Sony licenses Transmeta power-saving technology

Chipmaker looks to licensing to reach profitability

Sony has agreed to license Transmeta's LongRun2 power-management technology for its processors, the third licensee that Transmeta has signed in the last year, the companies said Monday.

On Friday, Transmeta told investors, analysts and the media that it signed "a global consumer electronics company" as its third licensee, but did not reveal that the company is Sony until Monday. Transmeta is restructuring its operations to focus on licensing its technologies and de-emphasize the production of its own chip designs.

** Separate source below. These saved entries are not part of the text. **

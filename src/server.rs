//! TCP session layer: one [`Engine`] per named exchange, line commands per client.
//!
//! Each connection gets a writer task fed by a channel. `JOIN` subscribes the
//! connection to the exchange's fill notices (a `tokio::sync::broadcast` channel
//! fed by [`BroadcastFillSink`]); `LEAVE` or disconnect drops the subscription.

use std::collections::HashMap;
use std::sync::{Arc, Mutex};

use log::{info, warn};
use tokio::io::{AsyncBufReadExt, AsyncWriteExt, BufReader};
use tokio::net::{TcpListener, TcpStream};
use tokio::sync::{broadcast, mpsc};
use tokio::task::JoinHandle;

use crate::command::{parse_command, Command, CommandError};
use crate::engine::{Engine, EngineConfig};
use crate::execution::{FanoutFillSink, Fill, FillSink, LogFillSink};
use crate::order_book::BookSnapshot;
use crate::types::OrderRequest;

const NOTICE_CAPACITY: usize = 1024;

/// Formats fills as text lines and broadcasts them to subscribed sessions.
pub struct BroadcastFillSink {
    tx: broadcast::Sender<String>,
}

impl BroadcastFillSink {
    pub fn new(tx: broadcast::Sender<String>) -> Self {
        Self { tx }
    }
}

pub fn fill_notice(ticker: &str, fill: &Fill) -> String {
    format!(
        "FILL {} price={} size={} maker={} taker={}\n",
        ticker, fill.price, fill.quantity, fill.maker_order_id, fill.taker_order_id
    )
}

impl FillSink for BroadcastFillSink {
    fn publish(&self, ticker: &str, fills: &[Fill]) {
        for fill in fills {
            // no subscribers is not an error
            let _ = self.tx.send(fill_notice(ticker, fill));
        }
    }
}

/// A named book plus its notice channel.
pub struct Exchange {
    pub engine: Engine,
    notices: broadcast::Sender<String>,
}

impl Exchange {
    fn open(name: &str, config: EngineConfig) -> Result<Self, crate::BookError> {
        let (notices, _) = broadcast::channel(NOTICE_CAPACITY);
        let sinks: Vec<Arc<dyn FillSink>> = vec![
            Arc::new(LogFillSink),
            Arc::new(BroadcastFillSink::new(notices.clone())),
        ];
        let sink = FanoutFillSink::new(sinks);
        let engine = Engine::create(name, config, Arc::new(sink))?;
        Ok(Self { engine, notices })
    }

    pub fn subscribe(&self) -> broadcast::Receiver<String> {
        self.notices.subscribe()
    }
}

pub struct Server {
    config: EngineConfig,
    exchanges: Mutex<HashMap<String, Arc<Exchange>>>,
}

struct Session {
    outbound: mpsc::UnboundedSender<String>,
    subscriptions: HashMap<String, JoinHandle<()>>,
}

impl Session {
    fn send(&self, line: impl Into<String>) {
        let mut line = line.into();
        if !line.ends_with('\n') {
            line.push('\n');
        }
        let _ = self.outbound.send(line);
    }

    fn unsubscribe(&mut self, exchange: &str) {
        if let Some(task) = self.subscriptions.remove(exchange) {
            task.abort();
        }
    }
}

impl Drop for Session {
    fn drop(&mut self) {
        for (_, task) in self.subscriptions.drain() {
            task.abort();
        }
    }
}

impl Server {
    pub fn new(config: EngineConfig) -> Arc<Self> {
        Arc::new(Self {
            config,
            exchanges: Mutex::new(HashMap::new()),
        })
    }

    pub fn exchange(&self, name: &str) -> Option<Arc<Exchange>> {
        self.exchanges.lock().expect("exchanges lock").get(name).cloned()
    }

    /// Returns the exchange, creating its book on first use.
    pub fn get_or_open(&self, name: &str) -> Result<Arc<Exchange>, crate::BookError> {
        let mut exchanges = self.exchanges.lock().expect("exchanges lock");
        if let Some(existing) = exchanges.get(name) {
            return Ok(Arc::clone(existing));
        }
        let exchange = Arc::new(Exchange::open(name, self.config.clone())?);
        exchanges.insert(name.to_string(), Arc::clone(&exchange));
        Ok(exchange)
    }

    /// Submits to an existing exchange. Returns the client-facing reply.
    pub fn trade(&self, exchange: &str, order: OrderRequest) -> String {
        let Some(ex) = self.exchange(exchange) else {
            return format!("Not in exchange {}", exchange);
        };
        match ex.engine.submit(order) {
            Ok(order) => format!("Order {} added to {} exchange", order.id, exchange),
            Err(e) => {
                warn!("order rejected exchange={} reason={}", exchange, e);
                format!("Rejected: {}", e)
            }
        }
    }

    /// Accept connections forever; each client runs on its own task.
    pub async fn serve(self: Arc<Self>, listener: TcpListener) {
        loop {
            match listener.accept().await {
                Ok((stream, peer)) => {
                    info!("client connected peer={}", peer);
                    let server = Arc::clone(&self);
                    tokio::spawn(async move {
                        if let Err(e) = server.handle_client(stream).await {
                            warn!("client error peer={} error={}", peer, e);
                        }
                        info!("client disconnected peer={}", peer);
                    });
                }
                Err(e) => warn!("accept error: {}", e),
            }
        }
    }

    /// Shut down every book. Returns each exchange's surviving GTC orders.
    pub fn shutdown_all(&self) -> Vec<BookSnapshot> {
        let exchanges: Vec<Arc<Exchange>> = self
            .exchanges
            .lock()
            .expect("exchanges lock")
            .values()
            .cloned()
            .collect();
        let mut survivors = Vec::new();
        for ex in exchanges {
            match ex.engine.shutdown() {
                Ok(snapshot) => survivors.push(snapshot),
                Err(e) => warn!("shutdown ticker={} error={}", ex.engine.ticker(), e),
            }
        }
        survivors
    }

    async fn handle_client(&self, stream: TcpStream) -> std::io::Result<()> {
        let (reader, mut writer) = stream.into_split();
        let (outbound, mut outbound_rx) = mpsc::unbounded_channel::<String>();
        let writer_task = tokio::spawn(async move {
            while let Some(line) = outbound_rx.recv().await {
                if writer.write_all(line.as_bytes()).await.is_err() {
                    break;
                }
            }
        });

        let mut session = Session {
            outbound,
            subscriptions: HashMap::new(),
        };
        let mut lines = BufReader::new(reader).lines();
        let result = loop {
            match lines.next_line().await {
                Ok(Some(line)) => self.handle_line(&line, &mut session),
                Ok(None) => break Ok(()),
                Err(e) => break Err(e),
            }
        };
        drop(session);
        let _ = writer_task.await;
        result
    }

    fn handle_line(&self, line: &str, session: &mut Session) {
        let command = match parse_command(line) {
            Ok(c) => c,
            Err(e) => {
                if !matches!(e, CommandError::Unknown(_)) {
                    warn!("bad command line={:?} error={}", line, e);
                }
                session.send(e.to_string());
                return;
            }
        };
        match command {
            Command::Join(name) => match self.get_or_open(&name) {
                Ok(exchange) => {
                    if !session.subscriptions.contains_key(&name) {
                        let task = forward_notices(exchange.subscribe(), session.outbound.clone());
                        session.subscriptions.insert(name.clone(), task);
                    }
                    info!("client joined exchange={}", name);
                    session.send(format!("Joined exchange: {}", name));
                }
                Err(e) => session.send(format!("Rejected: {}", e)),
            },
            Command::Leave(name) => {
                session.unsubscribe(&name);
                info!("client left exchange={}", name);
                session.send(format!("Left exchange: {}", name));
            }
            Command::Trade { exchange, order } => session.send(self.trade(&exchange, order)),
            Command::Book(name) => match self.exchange(&name) {
                Some(ex) => match serde_json::to_string(&ex.engine.snapshot()) {
                    Ok(json) => session.send(json),
                    Err(e) => session.send(format!("Rejected: {}", e)),
                },
                None => session.send(format!("Not in exchange {}", name)),
            },
        }
    }
}

fn forward_notices(mut rx: broadcast::Receiver<String>, out: mpsc::UnboundedSender<String>) -> JoinHandle<()> {
    tokio::spawn(async move {
        loop {
            match rx.recv().await {
                Ok(line) => {
                    if out.send(line).is_err() {
                        break;
                    }
                }
                Err(broadcast::error::RecvError::Lagged(skipped)) => {
                    warn!("subscriber lagged, skipped {} notices", skipped);
                }
                Err(broadcast::error::RecvError::Closed) => break,
            }
        }
    })
}

#[cfg(test)]
mod tests {
    use super::*;
    use crate::types::{OrderKind, Side};
    use rust_decimal::Decimal;
    use std::time::Duration;

    fn idle_config() -> EngineConfig {
        EngineConfig {
            match_interval: Duration::from_secs(3600),
        }
    }

    fn request(side: Side, kind: OrderKind, price: i64, size: u64) -> OrderRequest {
        OrderRequest::new(side, kind, Decimal::from(price), size, "QQQ")
    }

    #[test]
    fn trade_on_unknown_exchange() {
        let server = Server::new(idle_config());
        let reply = server.trade("QQQ", request(Side::Buy, OrderKind::Gtc, 100, 1));
        assert_eq!(reply, "Not in exchange QQQ");
    }

    #[test]
    fn trade_replies_with_assigned_id() {
        let server = Server::new(idle_config());
        server.get_or_open("QQQ").unwrap();
        assert_eq!(
            server.trade("QQQ", request(Side::Buy, OrderKind::Gtc, 100, 1)),
            "Order 1 added to QQQ exchange"
        );
        let mut wrong = request(Side::Buy, OrderKind::Gtc, 100, 1);
        wrong.ticker = "SPY".into();
        assert!(server.trade("QQQ", wrong).starts_with("Rejected:"));
        server.shutdown_all();
    }

    #[test]
    fn broadcast_sink_formats_fills() {
        let (tx, mut rx) = broadcast::channel(4);
        let sink = BroadcastFillSink::new(tx);
        let fill = Fill {
            maker_order_id: crate::OrderId(1),
            taker_order_id: crate::OrderId(2),
            bid_order_id: crate::OrderId(1),
            ask_order_id: crate::OrderId(2),
            price: Decimal::new(10000, 2),
            quantity: 10,
        };
        sink.publish("QQQ", &[fill]);
        assert_eq!(rx.try_recv().unwrap(), "FILL QQQ price=100.00 size=10 maker=1 taker=2\n");
    }

    #[test]
    fn shutdown_all_keeps_gtc() {
        let server = Server::new(idle_config());
        let ex = server.get_or_open("QQQ").unwrap();
        ex.engine.submit(request(Side::Buy, OrderKind::Gtc, 98, 90)).unwrap();
        ex.engine.submit(request(Side::Buy, OrderKind::Market, 99, 10)).unwrap();
        let survivors = server.shutdown_all();
        assert_eq!(survivors.len(), 1);
        assert_eq!(survivors[0].orders().count(), 1);
        assert!(server.shutdown_all().is_empty());
    }
}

LongRun2 allows chip makers to control the threshold voltage of a processor, or the amount of power needed to activate the transistor. This can help control current leakage during periods when a transistor is awaiting further instructions, a problem that has grown worse as the industry continues to shrink transistor sizes.

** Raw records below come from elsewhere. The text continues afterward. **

//! Synthetic order stream generator.
//!
//! Deterministic, configurable order stream for replay tests and benchmarks.
//! Same seed ⇒ same sequence of orders.

use rand::rngs::StdRng;
use rand::{Rng, SeedableRng};
use rust_decimal::Decimal;

use crate::error::BookError;
use crate::execution::Fill;
use crate::matching::match_crossing;
use crate::order_book::OrderBook;
use crate::types::{OrderKind, OrderRequest, Side};

/// Configuration for the synthetic order generator.
/// All ranges are inclusive. Same config + seed produces the same stream.
#[derive(Clone, Debug)]
pub struct GeneratorConfig {
    /// RNG seed. Same seed ⇒ same order stream.
    pub seed: u64,
    pub ticker: String,
    /// Number of orders returned by [`Generator::all_orders`].
    pub num_orders: usize,
    /// Probability of Buy (0.0..=1.0). Sell otherwise.
    pub buy_ratio: f64,
    /// Relative weights of market, limit, GTC and FOK orders.
    pub kind_weights: [u32; 4],
    /// Price range in cents (inclusive).
    pub price_min_cents: i64,
    pub price_max_cents: i64,
    pub size_min: u64,
    pub size_max: u64,
}

impl Default for GeneratorConfig {
    fn default() -> Self {
        Self {
            seed: 0,
            ticker: "QQQ".to_string(),
            num_orders: 1000,
            buy_ratio: 0.5,
            kind_weights: [1, 3, 4, 2],
            price_min_cents: 9_500,
            price_max_cents: 10_500,
            size_min: 1,
            size_max: 100,
        }
    }
}

const KINDS: [OrderKind; 4] = [OrderKind::Market, OrderKind::Limit, OrderKind::Gtc, OrderKind::Fok];

/// Deterministic order stream. Create with [`Generator::new`].
pub struct Generator {
    rng: StdRng,
    config: GeneratorConfig,
}

impl Generator {
    pub fn new(config: GeneratorConfig) -> Self {
        let rng = StdRng::seed_from_u64(config.seed);
        Self { rng, config }
    }

    pub fn next_order(&mut self) -> OrderRequest {
        let side = if self.rng.gen::<f64>() < self.config.buy_ratio {
            Side::Buy
        } else {
            Side::Sell
        };
        let kind = self.next_kind();
        let cents = self
            .rng
            .gen_range(self.config.price_min_cents.max(1)..=self.config.price_max_cents.max(1));
        let size = self
            .rng
            .gen_range(self.config.size_min.max(1)..=self.config.size_max.max(1));
        OrderRequest::new(side, kind, Decimal::new(cents, 2), size, self.config.ticker.clone())
    }

    fn next_kind(&mut self) -> OrderKind {
        let total: u32 = self.config.kind_weights.iter().sum();
        if total == 0 {
            return OrderKind::Gtc;
        }
        let mut pick = self.rng.gen_range(0..total);
        for (kind, weight) in KINDS.iter().zip(self.config.kind_weights) {
            if pick < weight {
                return *kind;
            }
            pick -= weight;
        }
        OrderKind::Gtc
    }

    pub fn take_orders(&mut self, n: usize) -> Vec<OrderRequest> {
        (0..n).map(|_| self.next_order()).collect()
    }

    /// Returns `config.num_orders` orders.
    pub fn all_orders(&mut self) -> Vec<OrderRequest> {
        self.take_orders(self.config.num_orders)
    }
}

/// Feeds `orders` into `book`, running a matching pass after every `match_every`
/// submissions and once at the end. Timestamps are a plain counter so replays are
/// reproducible. Returns all fills.
pub fn replay_into_book(
    book: &mut OrderBook,
    orders: impl IntoIterator<Item = OrderRequest>,
    match_every: usize,
) -> Result<Vec<Fill>, BookError> {
    let match_every = match_every.max(1);
    let mut fills = Vec::new();
    for (i, order) in orders.into_iter().enumerate() {
        book.add_order(order, i as u64 + 1)?;
        if (i + 1) % match_every == 0 {
            fills.extend(match_crossing(book));
        }
    }
    fills.extend(match_crossing(book));
    Ok(fills)
}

Transmeta believes it can finally reach profitability by licensing technologies such as LongRun2 and its software-based processor designs to chip companies such as Sony, Fujitsu and NEC, the company's other licensing partners. The Santa Clara, California, company's Crusoe and Efficeon processors for notebook PCs consume very little power, but have not caught on with the general public or corporate customers outside of Japan.

Financial details of the license were not disclosed. However, the deal should be similar to the other licenses that Transmeta has signed, with a large up-front payment followed by ongoing royalties, Transmeta executives said Friday. In the third quarter of 2004, Transmeta recorded $3.7 million in licensing revenue, slightly more than it took in on sales of its chips.

Sony, along with IBM and Toshiba, is working on a next-generation processor that will power the PlayStation 3 gaming console. Further details about that chip, code-named Cell, will be revealed at the upcoming International Solid State Circuits Conference in San Francisco on Feb. 8. The company also manufactures chips for its own products, such as digital televisions and DVD players.